Figure 3: Interaction of SHGs and cells in vitro.
figure 3

(af) SHGs (10 nM) and erythrocytes (103–4cells/ml) were mixed and cultured. (a) At 0 h; (b) At 12 h, most erythrocytes were attached by dark brown SHGs and lysed; (c) At 24 h; (d) At 36h, more SHGs appeared. (e) New erythrocytes were complemented to the culture. (f) At 48 h, more SHGs appeared. (g) Dark brown SHGs attached to and damaged erythrocytes. After giemsa’s stain, the damaged ones showed different colour and shapes. Normal erythrocytes (black arrow); Damaged erythrocytes (white arrow). (h) Without giemsa’s stain, SHGs attached to and destroyed erythrocytes, finally formed a SHGs circle around the erythrocytes. Normal ones (black arrow); Damaged ones (white arrow). (i) A comma-shaped granule (white arrow) attached to an erythrocyte with its lipid-like tail (black arrow). (j) An erythrocyte was degraded, accompanied with the formation of SHGs along the cell membrane. The white circle indicates the outline of an erythrocyte. (k,l) Aside from erythrocytes (white arrows), SHGs also attached to and destroyed other cells, as detected in the S. japonicum gut (black arrows). (m) Saccharomyces cells. (n) After Saccharomyces cells, SHGs and erythrocyte supernatant were mixed and incubated for 4–8 days, SHGs attached and leaded to the degradation of Saccharomyces cells and the formation of new SHGs in the debris. (o) Saccharomyces cells and its debris.

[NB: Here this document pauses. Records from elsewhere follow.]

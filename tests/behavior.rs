//! End-to-end behavior over the public API, including the exact hole-reuse
//! address arithmetic and persistence across reopen.

use strandfs::{FileStorage, MemStorage, Storage, Strand, StrandError};
use tempfile::NamedTempFile;

fn mem_store(capacity: usize) -> Strand<MemStorage> {
    let end = capacity as u16 - 1;
    let mut store = Strand::new(MemStorage::new(capacity), 0, end);
    store.format().unwrap();
    store
}

#[test]
fn test_overwrite_reuses_hole_then_relocates_when_too_big() {
    let mut store = mem_store(1024);

    store.create_file("int1", &42u32.to_le_bytes()).unwrap();
    store.create_file("test", b"hello").unwrap();
    store.create_file("int2", &7u32.to_le_bytes()).unwrap();

    let original = store.file_info("test").unwrap();

    // Two bytes fit inside the tombstoned record's span, so the rewrite
    // lands on the same address.
    store.write_file("test", b"hi").unwrap();
    let smaller = store.file_info("test").unwrap();
    assert_eq!(smaller.address, original.address);
    assert_eq!(store.read_file("test").unwrap(), b"hi");

    // Ten bytes no longer fit between the neighbours; the record moves to
    // the end of the chain.
    store.write_file("test", b"0123456789").unwrap();
    let bigger = store.file_info("test").unwrap();
    assert_ne!(bigger.address, original.address);
    assert!(bigger.address > original.address);
    assert_eq!(store.read_file("test").unwrap(), b"0123456789");

    // The neighbours never moved.
    assert_eq!(store.read_file("int1").unwrap(), 42u32.to_le_bytes());
    assert_eq!(store.read_file("int2").unwrap(), 7u32.to_le_bytes());
}

#[test]
fn test_chain_addresses_match_layout_arithmetic() {
    let mut store = mem_store(1024);

    store.create_file("int1", &[0u8; 4]).unwrap();
    store.create_file("test", &[0u8; 5]).unwrap();
    store.create_file("int2", &[0u8; 4]).unwrap();

    // First record header sits at start + 6, payloads 16 bytes after their
    // headers, appended records directly after the previous payload.
    assert_eq!(store.file_info("int1").unwrap().address, 22);
    assert_eq!(store.file_info("test").unwrap().address, 42);
    assert_eq!(store.file_info("int2").unwrap().address, 63);
}

#[test]
fn test_state_survives_reopen() {
    let temp = NamedTempFile::new().unwrap();
    let path = temp.path().to_path_buf();

    {
        let disk = FileStorage::create(&path, 1024).unwrap();
        let mut store = Strand::new(disk, 0, 1023);
        store.format().unwrap();
        store.create_file("boot", b"stage1").unwrap();
        store.create_file("cal", &[3u8; 12]).unwrap();
        store.delete_file("boot").unwrap();
        store.into_storage().sync().unwrap();
    }

    let disk = FileStorage::open(&path).unwrap();
    let mut store = Strand::new(disk, 0, 1023);
    store.check_version().unwrap();
    assert_eq!(store.read_file("cal").unwrap(), vec![3u8; 12]);
    assert!(matches!(
        store.read_file("boot"),
        Err(StrandError::FileNotFound(_))
    ));

    // The tombstone survives too and its hole is reusable after reopen.
    let stats = store.stats().unwrap();
    assert_eq!(stats.live_files, 1);
    assert_eq!(stats.tombstones, 1);
    store.create_file("boot", b"okay").unwrap();
    assert_eq!(store.read_file("boot").unwrap(), b"okay");
}

#[test]
fn test_region_with_nonzero_start() {
    let mut store = Strand::new(MemStorage::new(1024), 100, 900);
    store.format().unwrap();

    store.create_file("probe", b"offset").unwrap();
    assert_eq!(store.file_info("probe").unwrap().address, 122);
    assert_eq!(store.read_file("probe").unwrap(), b"offset");

    // Nothing outside [100, 900) was touched.
    let mem = store.into_storage();
    assert!(mem.as_bytes()[..100].iter().all(|&b| b == 0));
    assert!(mem.as_bytes()[900..].iter().all(|&b| b == 0));
}

#[test]
fn test_reformat_produces_canonical_prefix() {
    let mut store = mem_store(256);
    store.create_file("noise", b"xyz").unwrap();
    store.format().unwrap();
    let reformatted = store.into_storage();

    let pristine = mem_store(256).into_storage();

    // Volume info plus the blank terminal record, 22 bytes.
    assert_eq!(&reformatted.as_bytes()[..22], &pristine.as_bytes()[..22]);
}

#[test]
fn test_churn_keeps_survivors_readable() {
    let mut store = mem_store(1024);
    let names = ["a0", "a1", "a2", "a3", "a4", "a5", "a6", "a7"];

    for (i, name) in names.iter().enumerate() {
        store.create_file(name, &vec![i as u8; 8 + i]).unwrap();
    }
    for name in names.iter().step_by(2) {
        store.delete_file(name).unwrap();
    }
    for (i, name) in names.iter().enumerate().step_by(2) {
        store.create_file(name, &vec![0xB0 | i as u8; 4]).unwrap();
    }

    for (i, name) in names.iter().enumerate() {
        let expected = if i % 2 == 0 {
            vec![0xB0 | i as u8; 4]
        } else {
            vec![i as u8; 8 + i]
        };
        assert_eq!(store.read_file(name).unwrap(), expected, "file {name}");
    }

    let stats = store.stats().unwrap();
    assert_eq!(stats.live_files, names.len());
}

#[test]
fn test_disk_and_mem_images_agree() {
    // The same operation script must produce identical bytes through any
    // adapter.
    fn drive<S: Storage>(store: &mut Strand<S>) {
        store.format().unwrap();
        store.create_file("one", b"first").unwrap();
        store.create_file("two", b"second").unwrap();
        store.write_file("one", b"FIRST").unwrap();
        store.delete_file("two").unwrap();
    }

    let temp = NamedTempFile::new().unwrap();
    let disk = FileStorage::create(temp.path(), 512).unwrap();
    let mut on_disk = Strand::new(disk, 0, 511);
    let mut in_mem = Strand::new(MemStorage::new(512), 0, 511);

    drive(&mut on_disk);
    drive(&mut in_mem);

    let mut disk_bytes = vec![0u8; 512];
    on_disk.into_storage().read(0, &mut disk_bytes).unwrap();
    assert_eq!(disk_bytes, in_mem.into_storage().as_bytes());
}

No granules were detected in the debris under ESEM (white arrow). (p) Saccharomyces cells were degraded and new SHGs occurred from the debris (black arrows). (q) In the mixture of erythrocytes and SHGs, the amount of SHGs significantly increased in chloroquine-sensitive reactions. (r) In the mixture of erythrocytes or supernatant of broken erythrocytes, SHGs and Saccharomycetes, the amount of SHGs significantly increased than that in the mixture of erythrocytes and SHGs. RBC: erythrocytes; SHG: S. japonicum hemozoin granules; R-SHG: the mixture of erythrocytes and SHGs; R-SHG-Q: the mixture of erythrocytes, SHGs and chloroquine; R-SHG-S: the mixture of erythrocytes, SHGs and Saccharomycetes. The plot shows the mean ± standard error of the mean (SEM). All scale bars, 5 μm.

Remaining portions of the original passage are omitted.